_PROBLEM TO WORK ON_: Which lines below include the string "broadcast"? Please show each one.

_SUPPLIED INFORMATION_:
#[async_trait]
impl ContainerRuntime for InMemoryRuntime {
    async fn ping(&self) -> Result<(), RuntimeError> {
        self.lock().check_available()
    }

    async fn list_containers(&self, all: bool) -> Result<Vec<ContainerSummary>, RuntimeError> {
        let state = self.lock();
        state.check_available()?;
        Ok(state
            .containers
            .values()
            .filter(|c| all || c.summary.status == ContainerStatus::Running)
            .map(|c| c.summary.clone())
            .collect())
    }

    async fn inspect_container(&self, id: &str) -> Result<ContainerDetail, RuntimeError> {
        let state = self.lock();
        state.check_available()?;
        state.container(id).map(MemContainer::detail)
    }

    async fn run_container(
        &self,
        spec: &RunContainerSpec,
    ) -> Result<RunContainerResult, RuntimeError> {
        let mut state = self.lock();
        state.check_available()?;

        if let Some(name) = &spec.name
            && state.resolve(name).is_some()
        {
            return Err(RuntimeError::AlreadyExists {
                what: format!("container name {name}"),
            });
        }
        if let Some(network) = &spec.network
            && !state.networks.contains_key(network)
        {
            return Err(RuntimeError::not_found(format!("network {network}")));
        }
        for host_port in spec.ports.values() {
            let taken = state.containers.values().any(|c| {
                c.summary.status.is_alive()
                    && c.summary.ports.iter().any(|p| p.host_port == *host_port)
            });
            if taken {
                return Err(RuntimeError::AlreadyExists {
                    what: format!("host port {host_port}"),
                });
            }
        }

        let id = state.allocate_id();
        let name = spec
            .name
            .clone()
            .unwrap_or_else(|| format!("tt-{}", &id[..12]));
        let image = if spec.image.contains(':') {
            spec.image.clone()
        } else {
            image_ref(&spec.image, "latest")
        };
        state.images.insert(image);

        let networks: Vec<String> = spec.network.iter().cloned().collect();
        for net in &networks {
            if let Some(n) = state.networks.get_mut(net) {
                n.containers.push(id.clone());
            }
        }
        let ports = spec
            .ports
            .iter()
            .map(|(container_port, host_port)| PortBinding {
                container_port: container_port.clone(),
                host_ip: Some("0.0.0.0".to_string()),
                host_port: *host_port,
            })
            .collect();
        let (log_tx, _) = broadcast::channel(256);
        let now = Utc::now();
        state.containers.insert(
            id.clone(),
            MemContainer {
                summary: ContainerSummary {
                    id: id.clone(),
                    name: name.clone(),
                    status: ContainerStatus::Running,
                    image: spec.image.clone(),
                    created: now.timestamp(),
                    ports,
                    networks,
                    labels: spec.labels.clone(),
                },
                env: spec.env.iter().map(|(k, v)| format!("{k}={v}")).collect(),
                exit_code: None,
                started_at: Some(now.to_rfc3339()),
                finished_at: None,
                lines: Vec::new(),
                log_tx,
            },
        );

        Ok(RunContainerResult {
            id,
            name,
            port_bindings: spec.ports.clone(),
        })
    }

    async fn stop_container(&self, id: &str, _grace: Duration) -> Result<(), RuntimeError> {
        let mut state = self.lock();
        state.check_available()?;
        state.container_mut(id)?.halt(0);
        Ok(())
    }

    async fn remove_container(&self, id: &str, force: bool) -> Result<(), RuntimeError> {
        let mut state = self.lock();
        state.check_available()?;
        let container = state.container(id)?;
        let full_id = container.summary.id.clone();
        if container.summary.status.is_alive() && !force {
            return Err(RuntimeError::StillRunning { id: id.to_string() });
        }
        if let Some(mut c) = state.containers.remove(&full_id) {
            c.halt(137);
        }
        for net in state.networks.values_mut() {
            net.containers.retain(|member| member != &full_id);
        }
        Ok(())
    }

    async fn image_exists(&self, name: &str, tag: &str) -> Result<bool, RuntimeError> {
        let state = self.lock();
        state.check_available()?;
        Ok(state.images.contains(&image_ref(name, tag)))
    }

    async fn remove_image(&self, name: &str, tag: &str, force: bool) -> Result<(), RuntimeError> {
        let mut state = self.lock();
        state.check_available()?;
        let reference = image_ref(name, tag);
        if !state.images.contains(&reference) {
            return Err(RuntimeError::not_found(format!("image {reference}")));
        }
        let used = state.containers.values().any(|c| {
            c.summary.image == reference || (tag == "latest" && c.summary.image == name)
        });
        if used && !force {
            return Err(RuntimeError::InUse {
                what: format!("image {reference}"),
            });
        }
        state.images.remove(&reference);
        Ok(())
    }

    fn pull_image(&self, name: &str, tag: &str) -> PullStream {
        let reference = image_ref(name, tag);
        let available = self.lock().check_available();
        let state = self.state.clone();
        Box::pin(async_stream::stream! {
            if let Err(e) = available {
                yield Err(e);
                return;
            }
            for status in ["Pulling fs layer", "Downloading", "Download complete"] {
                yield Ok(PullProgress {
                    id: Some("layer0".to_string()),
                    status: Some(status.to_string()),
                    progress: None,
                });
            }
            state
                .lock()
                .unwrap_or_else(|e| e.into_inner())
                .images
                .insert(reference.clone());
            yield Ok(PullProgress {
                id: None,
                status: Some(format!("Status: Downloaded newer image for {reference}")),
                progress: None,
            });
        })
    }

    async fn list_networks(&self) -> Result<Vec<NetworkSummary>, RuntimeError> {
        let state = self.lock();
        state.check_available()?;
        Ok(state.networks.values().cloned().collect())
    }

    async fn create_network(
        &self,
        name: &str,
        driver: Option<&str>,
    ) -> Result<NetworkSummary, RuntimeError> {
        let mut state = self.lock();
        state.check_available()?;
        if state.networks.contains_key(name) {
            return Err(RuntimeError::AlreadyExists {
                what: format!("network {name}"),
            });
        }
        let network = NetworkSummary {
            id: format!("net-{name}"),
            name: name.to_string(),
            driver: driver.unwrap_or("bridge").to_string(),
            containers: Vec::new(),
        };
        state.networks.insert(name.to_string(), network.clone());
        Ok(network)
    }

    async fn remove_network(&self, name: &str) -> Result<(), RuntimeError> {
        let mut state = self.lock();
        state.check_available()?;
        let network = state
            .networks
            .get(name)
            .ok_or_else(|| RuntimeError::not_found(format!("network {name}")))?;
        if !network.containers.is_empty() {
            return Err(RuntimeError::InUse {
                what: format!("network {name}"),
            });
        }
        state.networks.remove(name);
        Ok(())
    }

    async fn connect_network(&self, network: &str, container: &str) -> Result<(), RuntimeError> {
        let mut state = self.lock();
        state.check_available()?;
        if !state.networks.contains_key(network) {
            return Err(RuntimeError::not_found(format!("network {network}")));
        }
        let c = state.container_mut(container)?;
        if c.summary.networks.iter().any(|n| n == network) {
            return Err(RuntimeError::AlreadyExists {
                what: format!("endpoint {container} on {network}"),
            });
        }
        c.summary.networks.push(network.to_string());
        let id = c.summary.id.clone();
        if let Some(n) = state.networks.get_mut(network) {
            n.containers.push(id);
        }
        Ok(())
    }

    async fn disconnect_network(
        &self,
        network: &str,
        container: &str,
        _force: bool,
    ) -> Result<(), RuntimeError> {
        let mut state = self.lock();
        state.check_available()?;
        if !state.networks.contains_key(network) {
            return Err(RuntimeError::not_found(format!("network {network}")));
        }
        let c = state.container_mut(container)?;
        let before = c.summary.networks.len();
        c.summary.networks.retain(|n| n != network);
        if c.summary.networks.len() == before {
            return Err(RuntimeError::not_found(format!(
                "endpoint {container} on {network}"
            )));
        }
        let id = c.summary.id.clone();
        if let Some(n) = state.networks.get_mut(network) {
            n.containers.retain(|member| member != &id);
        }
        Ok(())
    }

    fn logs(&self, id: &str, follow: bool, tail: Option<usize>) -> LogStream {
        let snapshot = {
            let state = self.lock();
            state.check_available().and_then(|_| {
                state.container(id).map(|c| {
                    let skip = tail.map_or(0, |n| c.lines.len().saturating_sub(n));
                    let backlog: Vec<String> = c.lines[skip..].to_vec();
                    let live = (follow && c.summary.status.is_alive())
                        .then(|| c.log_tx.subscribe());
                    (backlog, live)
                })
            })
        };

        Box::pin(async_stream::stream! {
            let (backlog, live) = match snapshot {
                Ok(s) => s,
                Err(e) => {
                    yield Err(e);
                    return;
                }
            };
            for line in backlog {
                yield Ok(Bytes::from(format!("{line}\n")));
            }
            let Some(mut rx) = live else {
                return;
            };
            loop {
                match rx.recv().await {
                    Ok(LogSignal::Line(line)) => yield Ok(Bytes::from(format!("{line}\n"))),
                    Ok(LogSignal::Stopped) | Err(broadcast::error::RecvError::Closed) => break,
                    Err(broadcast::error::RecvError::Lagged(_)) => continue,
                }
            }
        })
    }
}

_OUTPUT_:
        let (log_tx, _) = broadcast::channel(256);
                    Ok(LogSignal::Stopped) | Err(broadcast::error::RecvError::Closed) => break,
                    Err(broadcast::error::RecvError::Lagged(_)) => continue,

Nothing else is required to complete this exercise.